Ce n'est pas le film le plus novateur, le plus audacieux, ni même le plus remarquable pour passer une soirée, mais c'est un travail honnête et un bon B-movie. Monastère, Écosse, passé sombre, avenir trouble, et tout cela pour confirmer l'idée principale des films d'horreur de ces dernières années : être un fantôme, c'est d'abord être très seul. Quelque chose dans ce genre, mais nettement plus intelligent, se trouvait chez Lowery dans « A Ghost Story » et chez Oz Perkins dans le terriblement beau « I Am the Pretty Thing That Lives in the House ».

Il est clair que les expériences du premier réalisateur et la poésie du second ne sont pas ce qui fait la force du metteur en scène Christopher Smith, mais son film ne cherche pas non plus à réinventer ces œuvres remarquables à leur manière (bien que le film de Perkins semble avoir plu à trois spectateurs et demi, mais c'est un travail extrêmement atmosphérique et une poésie pure), il traduit plutôt leurs idées sur les rails du film d'horreur de studio.
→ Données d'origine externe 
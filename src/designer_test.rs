#![allow(clippy::float_cmp)]

use std::sync::Mutex;

use serde_json::json;

use super::*;
use crate::consts::{CANVAS_DROP_ID, CHART_SIZE};
use crate::model::{ChartType, ComponentKind};

/// Records every saved document; optionally rejects.
struct MockSink {
    saved: Mutex<Vec<ReportConfig>>,
    reject: bool,
}

impl MockSink {
    fn accepting() -> Self {
        Self { saved: Mutex::new(Vec::new()), reject: false }
    }

    fn rejecting() -> Self {
        Self { saved: Mutex::new(Vec::new()), reject: true }
    }
}

#[async_trait::async_trait]
impl SaveSink for MockSink {
    async fn save(&self, config: &ReportConfig) -> Result<(), SaveError> {
        if self.reject {
            return Err(SaveError::Rejected("read-only template".into()));
        }
        self.saved.lock().unwrap().push(config.clone());
        Ok(())
    }
}

fn shell_with(components: Vec<Component>) -> DesignerShell {
    DesignerShell::new(ReportConfig { components, ..ReportConfig::new() }).unwrap()
}

fn chart(id: &str) -> Component {
    Component::new(id, ComponentKind::Chart, 40.0, 50.0, 400.0, 300.0)
}

// =============================================================
// Open
// =============================================================

#[test]
fn new_rejects_duplicate_ids() {
    let cfg = ReportConfig { components: vec![chart("a"), chart("a")], ..ReportConfig::new() };
    assert!(matches!(DesignerShell::new(cfg), Err(ModelError::DuplicateId(id)) if id == "a"));
}

#[test]
fn new_session_starts_idle_on_design_tab() {
    let shell = shell_with(vec![]);
    assert_eq!(shell.tab(), Tab::Design);
    assert_eq!(shell.drag_state(), &DragState::Idle);
    assert!(shell.selection().is_none());
    assert!(shell.render_design().is_empty());
}

// =============================================================
// Drag lifecycle
// =============================================================

#[test]
fn palette_drop_appends_one_component_and_selects_it() {
    let mut shell = shell_with(vec![chart("a")]);
    shell.drag_start("palette-chart");
    shell.drag_over(Some(CANVAS_DROP_ID));
    let actions = shell.drag_end(Some(CANVAS_DROP_ID), Point::new(0.0, 0.0), Some(Point::new(120.0, 80.0)));

    assert_eq!(shell.config().components.len(), 2);
    let created = &shell.config().components[1];
    assert_eq!(created.kind, ComponentKind::Chart);
    assert_eq!((created.width, created.height), CHART_SIZE);
    assert_eq!((created.x, created.y), (120.0, 80.0));
    assert_ne!(created.id, "a");
    assert_eq!(shell.selection(), Some(created.id.as_str()));
    assert_eq!(
        actions,
        vec![Action::ComponentCreated(created.clone()), Action::SelectionChanged(Some(created.id.clone()))]
    );
    assert_eq!(shell.drag_state(), &DragState::Idle);
}

#[test]
fn palette_drop_without_pointer_lands_at_origin() {
    let mut shell = shell_with(vec![]);
    shell.drag_start("palette-text");
    shell.drag_end(Some(CANVAS_DROP_ID), Point::new(30.0, 30.0), None);
    let created = &shell.config().components[0];
    assert_eq!((created.x, created.y), (0.0, 0.0));
}

#[test]
fn repeated_drops_get_distinct_ids() {
    let mut shell = shell_with(vec![]);
    for _ in 0..5 {
        shell.drag_start("palette-image");
        shell.drag_end(Some(CANVAS_DROP_ID), Point::default(), None);
    }
    let cfg = shell.config();
    assert_eq!(cfg.components.len(), 5);
    assert!(cfg.validate().is_ok());
}

#[test]
fn moving_applies_delta_and_nothing_else() {
    let mut shell = shell_with(vec![chart("a"), chart("b")]);
    let before = shell.config().clone();
    shell.drag_start("a");
    let actions = shell.drag_end(Some(CANVAS_DROP_ID), Point::new(-100.0, 25.0), None);

    assert_eq!(actions, vec![Action::ComponentMoved { id: "a".into(), x: 0.0, y: 75.0 }]);
    let moved = shell.config().component("a").unwrap();
    assert_eq!((moved.x, moved.y), (0.0, 75.0));
    assert_eq!((moved.width, moved.height), (400.0, 300.0));
    assert_eq!(shell.config().components[1], before.components[1]);
    assert!(shell.selection().is_none());
}

#[test]
fn drop_on_a_placed_component_counts_as_canvas() {
    let mut shell = shell_with(vec![chart("a"), chart("b")]);
    shell.drag_start("a");
    let actions = shell.drag_end(Some("b"), Point::new(5.0, 5.0), None);
    assert!(matches!(actions.as_slice(), [Action::ComponentMoved { .. }]));
}

#[test]
fn drop_outside_canvas_is_discarded() {
    let mut shell = shell_with(vec![chart("a")]);
    let before = shell.config().clone();

    shell.drag_start("palette-table");
    assert_eq!(shell.drag_end(None, Point::new(10.0, 10.0), None), vec![Action::DropDiscarded]);
    shell.drag_start("a");
    assert_eq!(shell.drag_end(Some("toolbar"), Point::new(10.0, 10.0), None), vec![Action::DropDiscarded]);

    assert_eq!(shell.config(), &before);
}

#[test]
fn non_finite_drag_is_discarded_and_document_still_roundtrips() {
    let mut shell = shell_with(vec![chart("a")]);
    let before = shell.config().clone();

    shell.drag_start("a");
    let moved = shell.drag_end(Some(CANVAS_DROP_ID), Point::new(f64::INFINITY, 0.0), None);
    assert_eq!(moved, vec![Action::DropDiscarded]);
    shell.drag_start("palette-text");
    let created = shell.drag_end(Some(CANVAS_DROP_ID), Point::default(), Some(Point::new(f64::NAN, 5.0)));
    assert_eq!(created, vec![Action::DropDiscarded]);

    assert_eq!(shell.config(), &before);
    let reparsed = ReportConfig::from_json(&shell.config().to_json().unwrap()).unwrap();
    assert_eq!(&reparsed, shell.config());
}

#[test]
fn bare_palette_prefix_is_discarded() {
    let mut shell = shell_with(vec![]);
    shell.drag_start("palette-");
    assert_eq!(shell.drag_end(Some(CANVAS_DROP_ID), Point::default(), None), vec![Action::DropDiscarded]);
    assert!(shell.config().components.is_empty());
    assert!(shell.selection().is_none());
}

#[test]
fn drag_end_without_drag_start_does_nothing() {
    let mut shell = shell_with(vec![chart("a")]);
    assert!(shell.drag_end(Some(CANVAS_DROP_ID), Point::new(1.0, 1.0), None).is_empty());
}

#[test]
fn unknown_placed_id_is_discarded() {
    let mut shell = shell_with(vec![]);
    shell.drag_start("ghost");
    assert_eq!(shell.drag_end(Some(CANVAS_DROP_ID), Point::new(1.0, 1.0), None), vec![Action::DropDiscarded]);
}

#[test]
fn drag_cancel_resets_surface() {
    let mut shell = shell_with(vec![]);
    shell.drag_start("palette-chart");
    shell.drag_over(Some(CANVAS_DROP_ID));
    assert_eq!(shell.canvas().surface(), crate::canvas::Surface::Hovering);
    shell.drag_cancel();
    assert_eq!(shell.canvas().surface(), crate::canvas::Surface::Idle);
    assert_eq!(shell.drag_state(), &DragState::Idle);
}

// =============================================================
// Selection and edits
// =============================================================

#[test]
fn select_reports_only_changes() {
    let mut shell = shell_with(vec![chart("a")]);
    assert_eq!(shell.select("a"), Some(Action::SelectionChanged(Some("a".into()))));
    assert_eq!(shell.select("a"), None);
    assert_eq!(shell.select("missing"), None);
    assert_eq!(shell.selection(), Some("a"));
}

#[test]
fn edit_changes_only_the_selected_component() {
    let mut shell = shell_with(vec![chart("a"), chart("b")]);
    let panel = PropertyPanel::new();
    let untouched = serde_json::to_string(shell.config().component("b").unwrap()).unwrap();
    shell.select("a");
    let action = shell.edit_selected(&panel, "chartType", json!("pie")).unwrap().unwrap();

    let edited = shell.config().component("a").unwrap();
    assert_eq!(edited.chart_type(), ChartType::Pie);
    assert_eq!(edited.id, "a");
    assert_eq!(action, Action::ComponentUpdated(edited.clone()));
    assert_eq!(serde_json::to_string(shell.config().component("b").unwrap()).unwrap(), untouched);
    assert_eq!(shell.selection(), Some("a"));
}

#[test]
fn edit_without_selection_is_a_no_op() {
    let mut shell = shell_with(vec![chart("a")]);
    assert!(shell.edit_selected(&PropertyPanel::new(), "x", json!(5)).unwrap().is_none());
}

#[test]
fn rejected_edit_leaves_document_unchanged() {
    let mut shell = shell_with(vec![chart("a")]);
    shell.select("a");
    let before = shell.config().clone();
    assert!(shell.edit_selected(&PropertyPanel::new(), "height", json!(-4)).is_err());
    assert_eq!(shell.config(), &before);
}

#[test]
fn apply_patch_requires_existing_id() {
    let mut shell = shell_with(vec![chart("a")]);
    let err = shell.apply_patch(chart("zzz")).unwrap_err();
    assert!(matches!(err, ModelError::NotFound(id) if id == "zzz"));
}

#[test]
fn panel_view_follows_selection() {
    let mut shell = shell_with(vec![chart("a")]);
    let panel = PropertyPanel::new();
    assert_eq!(shell.panel_view(&panel), PanelView::Empty);
    shell.select("a");
    assert!(shell.panel_view(&panel).field("chartType").is_some());
}

#[test]
fn tab_switching_never_touches_document() {
    let mut shell = shell_with(vec![chart("a")]);
    shell.select("a");
    let before = shell.config().clone();
    shell.set_tab(Tab::Preview);
    shell.set_tab(Tab::Design);
    assert_eq!(shell.config(), &before);
    assert_eq!(shell.selection(), Some("a"));
}

#[test]
fn remove_selected_component_clears_selection() {
    let mut shell = shell_with(vec![chart("a"), chart("b")]);
    shell.select("a");
    let actions = shell.remove_component("a").unwrap();
    assert_eq!(actions, vec![Action::ComponentRemoved { id: "a".into() }, Action::SelectionChanged(None)]);
    assert!(shell.selection().is_none());
    assert_eq!(shell.config().components.len(), 1);
    assert!(shell.remove_component("a").is_err());
}

#[test]
fn remove_other_component_keeps_selection() {
    let mut shell = shell_with(vec![chart("a"), chart("b")]);
    shell.select("a");
    assert_eq!(shell.remove_component("b").unwrap(), vec![Action::ComponentRemoved { id: "b".into() }]);
    assert_eq!(shell.selection(), Some("a"));
}

// =============================================================
// Save
// =============================================================

#[tokio::test]
async fn save_hands_whole_document_to_sink() {
    let mut shell = shell_with(vec![chart("a")]);
    shell.select("a");
    let sink = MockSink::accepting();
    shell.save(&sink).await.unwrap();
    let saved = sink.saved.lock().unwrap();
    assert_eq!(saved.as_slice(), &[shell.config().clone()]);
}

#[tokio::test]
async fn save_failure_is_propagated() {
    let shell = shell_with(vec![chart("a")]);
    let err = shell.save(&MockSink::rejecting()).await.unwrap_err();
    assert_eq!(err.error_code(), "E_SAVE_REJECTED");
    assert!(!err.retryable());
}

#[test]
fn save_error_delegates_fetch_codes() {
    let err = SaveError::from(FetchError::Status { url: "u".into(), status: 503 });
    assert_eq!(err.error_code(), "E_FETCH_STATUS");
    assert!(err.retryable());
}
Curieusement, le résultat est intéressant : même si ce n'est pas tant un film qu'un fantôme de film, une parabole esquissée en pointillés sur le fait que tout ce qui semble mal n'est pas mal, c'est exactement le genre de cinéma qui, en le regardant, fait penser à Roger Corman et fait verser une larme de plaisir.

Cependant, malgré l'intrigue policière embrouillée et la complexité des questions existentielles, le principal mystère du film est, bien sûr, son titre. Si l'on peut encore s'accommoder du mot « malédiction », à quoi se réfère exactement « l'initiation », franchement, ce n'est pas tout à fait clair, mais à cheval donné on ne regarde pas les dents. Et pour la distribution nationale dans son état actuel, un B-movie sur la façon de vivre si l'on est le mal mondial est, bien sûr, un véritable cadeau.